impl ResultReader for TrackingReader {
    fn experiment_metadata(&self) -> Result<ExperimentMetadata, LoaderError> {
        self.inner.experiment_metadata()
    }

    fn protein_ids(&self) -> Result<Vec<String>, LoaderError> {
        self.inner.protein_ids()
    }

    fn peptide_ids(&self, protein_id: &str) -> Result<Vec<String>, LoaderError> {
        self.inner.peptide_ids(protein_id)
    }

    fn peptide_at(&self, protein_id: &str, peptide_id: &str) -> Result<Peptide, LoaderError> {
        if self.fail_entries {
            return Err(LoaderError::Reader("truncated file".to_string()));
        }
        self.inner.peptide_at(protein_id, peptide_id)
    }

    fn instrument_configurations(&self) -> Result<Vec<InstrumentConfiguration>, LoaderError> {
        self.inner.instrument_configurations()
    }

    fn software_list(&self) -> Result<Vec<DecodedSoftware>, LoaderError> {
        self.inner.software_list()
    }

    fn person_contacts(&self) -> Result<Vec<Contact>, LoaderError> {
        self.inner.person_contacts()
    }

    fn additional_terms(&self) -> Result<Vec<Param>, LoaderError> {
        self.inner.additional_terms()
    }

    fn number_of_proteins(&self) -> Result<u64, LoaderError> {
        self.inner.number_of_proteins()
    }

    fn number_of_peptides(&self) -> Result<u64, LoaderError> {
        self.inner.number_of_peptides()
    }

    fn number_of_spectra(&self) -> Result<u64, LoaderError> {
        self.inner.number_of_spectra()
    }

    fn has_protein_groups(&self) -> Result<bool, LoaderError> {
        self.inner.has_protein_groups()
    }

    fn protein_accession(&self, protein_id: &str) -> Result<Option<String>, LoaderError> {
        self.inner.protein_accession(protein_id)
    }

    fn search_database(&self, protein_id: &str) -> Result<Option<String>, LoaderError> {
        self.inner.search_database(protein_id)
    }

    fn spectra_sources(&self) -> Result<Vec<SpectraSource>, LoaderError> {
        self.inner.spectra_sources()
    }

    fn close(&mut self) -> Result<(), LoaderError> {
        self.closed.fetch_add(1, Ordering::SeqCst);
        Ok(())
    }
}

/// Serves decoded documents by file name and counts opens and closes.
#[derive(Default)]
pub struct MapReaderFactory {
    documents: HashMap<String, DecodedResultSet>,
    chromatograms: HashMap<String, u64>,
    failing: HashSet<String>,
    pub opened: AtomicUsize,
    pub closed: Arc<AtomicUsize>,
    pub chromatogram_queries: Mutex<Vec<String>>,
}

impl MapReaderFactory {
    pub fn with_result(mut self, name: &str, document: DecodedResultSet) -> Self {
        self.documents.insert(name.to_string(), document);
        self
    }

    pub fn with_chromatograms(mut self, name: &str, count: u64) -> Self {
        self.chromatograms.insert(name.to_string(), count);
        self
    }

    pub fn failing_entries(mut self, name: &str) -> Self {
        self.failing.insert(name.to_string());
        self
    }

    pub fn opened(&self) -> usize {
        self.opened.load(Ordering::SeqCst)
    }

    pub fn closed(&self) -> usize {
        self.closed.load(Ordering::SeqCst)
    }
}

impl ReaderFactory for MapReaderFactory {
    fn open(
        &self,
        path: &Utf8Path,
        _format: MassSpecFormat,
    ) -> Result<Box<dyn ResultReader>, LoaderError> {
        let name = path.file_name().unwrap_or(path.as_str());
        let document = self
            .documents
            .get(name)
            .cloned()
            .ok_or_else(|| LoaderError::Reader(format!("cannot decode {name}")))?;
        self.opened.fetch_add(1, Ordering::SeqCst);
        Ok(Box::new(TrackingReader {
            inner: DocumentReader::new(document),
            closed: self.closed.clone(),
            fail_entries: self.failing.contains(name),
        }))
    }

    fn chromatogram_count(
        &self,
        path: &Utf8Path,
        _format: MassSpecFormat,
    ) -> Result<u64, LoaderError> {
        let name = path.file_name().unwrap_or(path.as_str()).to_string();
        let count = self.chromatograms.get(&name).copied().unwrap_or(0);
        self.chromatogram_queries.lock().unwrap().push(name);
        Ok(count)
    }
}

/// Resolves every reference under `/submission` without touching disk.
#[derive(Default)]
pub struct FixedLocator {
    missing: HashSet<String>,
}

impl FixedLocator {
    pub fn missing(name: &str) -> Self {
        Self {
            missing: HashSet::from([name.to_string()]),
        }
    }
}

impl FileLocator for FixedLocator {
    fn resolve(&self, reference: &Utf8Path) -> Result<Utf8PathBuf, LoaderError> {
        let name = reference.file_name().unwrap_or(reference.as_str());
        if self.missing.contains(name) {
            return Err(LoaderError::FileNotFound(reference.to_string()));
        }
        Ok(Utf8PathBuf::from("/submission").join(decompressed_name(name)))
    }

    fn file_size(&self, _path: &Utf8Path) -> Result<u64, LoaderError> {
        Ok(1024)
    }
}

/// Archive wrapper whose `save_file` fails on the given call (1-based).
pub struct FailingArchive {
    pub inner: Arc<ArchiveStore>,
    fail_file_at: usize,
    file_saves: Mutex<usize>,
}

impl FailingArchive {
    pub fn new(inner: Arc<ArchiveStore>, fail_file_at: usize) -> Self {
        Self {
            inner,
            fail_file_at,
            file_saves: Mutex::new(0),
        }
    }
}

impl ProjectRepository for FailingArchive {
    fn save_project(&self, project: &Project) -> Result<EntityId, LoaderError> {
        self.inner.save_project(project)
    }

    fn find_project_by_accession(&self, accession: &str) -> Result<Option<Project>, LoaderError> {
        self.inner.find_project_by_accession(accession)
    }
}

impl AssayRepository for FailingArchive {
    fn save_assay(&self, assay: &Assay) -> Result<EntityId, LoaderError> {
        self.inner.save_assay(assay)
    }

    fn find_assay_by_accession(&self, accession: &str) -> Result<Option<Assay>, LoaderError> {
        self.inner.find_assay_by_accession(accession)
    }

    fn find_assays_by_project_id(&self, project_id: EntityId) -> Result<Vec<Assay>, LoaderError> {
        self.inner.find_assays_by_project_id(project_id)
    }
}

impl FileRepository for FailingArchive {
    fn save_file(&self, file: &ProjectFile) -> Result<EntityId, LoaderError> {
        let mut saves = self.file_saves.lock().unwrap();
        *saves += 1;
        if *saves == self.fail_file_at {
            return Err(LoaderError::Persistence("disk full".to_string()));
        }
        self.inner.save_file(file)
    }

    fn find_files_by_project_id(
        &self,
        project_id: EntityId,
    ) -> Result<Vec<ProjectFile>, LoaderError> {
        self.inner.find_files_by_project_id(project_id)
    }
}

impl TermRepository for FailingArchive {
    fn save_term(&self, term: NewTerm) -> Result<Term, LoaderError> {
        self.inner.save_term(term)
    }

    fn find_all_terms(&self) -> Result<Vec<Term>, LoaderError> {
        self.inner.find_all_terms()
    }
}

impl UserRepository for FailingArchive {
    fn find_user_by_email(&self, email: &str) -> Result<Option<User>, LoaderError> {
        self.inner.find_user_by_email(email)
    }
}

impl Archive for FailingArchive {
    fn begin(&self) -> Result<(), LoaderError> {
        self.inner.begin()
    }

    fn commit(&self) -> Result<(), LoaderError> {
        self.inner.commit()
    }

    fn rollback(&self) -> Result<(), LoaderError> {
        self.inner.rollback()
    }
}

/// In-memory archive with the default submitter registered and an
/// initialized term cache over it.
pub struct Harness {
    pub store: Arc<ArchiveStore>,
    pub terms: TermCache,
    pub readers: MapReaderFactory,
    pub locator: FixedLocator,
    pub submitter: User,
}

impl Harness {
    pub fn new(readers: MapReaderFactory) -> Self {
        let store = Arc::new(ArchiveStore::in_memory());
        let submitter = store
            .register_user(SUBMITTER_EMAIL, "John", "Smith")
            .unwrap();
        let mut terms = TermCache::new(store.clone());
        terms.initialize().unwrap();
        Self {
            store,
            terms,
            readers,
            locator: FixedLocator::default(),
            submitter,
        }
    }

    pub fn load(
        &mut self,
        accession: &str,
        submission: &Submission,
    ) -> Result<Project, SubmissionLoadError> {
        let mut loader = SubmissionLoader::new(
            self.store.as_ref(),
            &mut self.terms,
            &self.readers,
            &self.locator,
        );
        loader.load(accession, None, submission)
    }
}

Task details
Each line with the word "missing" in the records above belongs in the result; copy all of them.

Exercise solution
    missing: HashSet<String>,
    pub fn missing(name: &str) -> Self {
            missing: HashSet::from([name.to_string()]),
        if self.missing.contains(name) {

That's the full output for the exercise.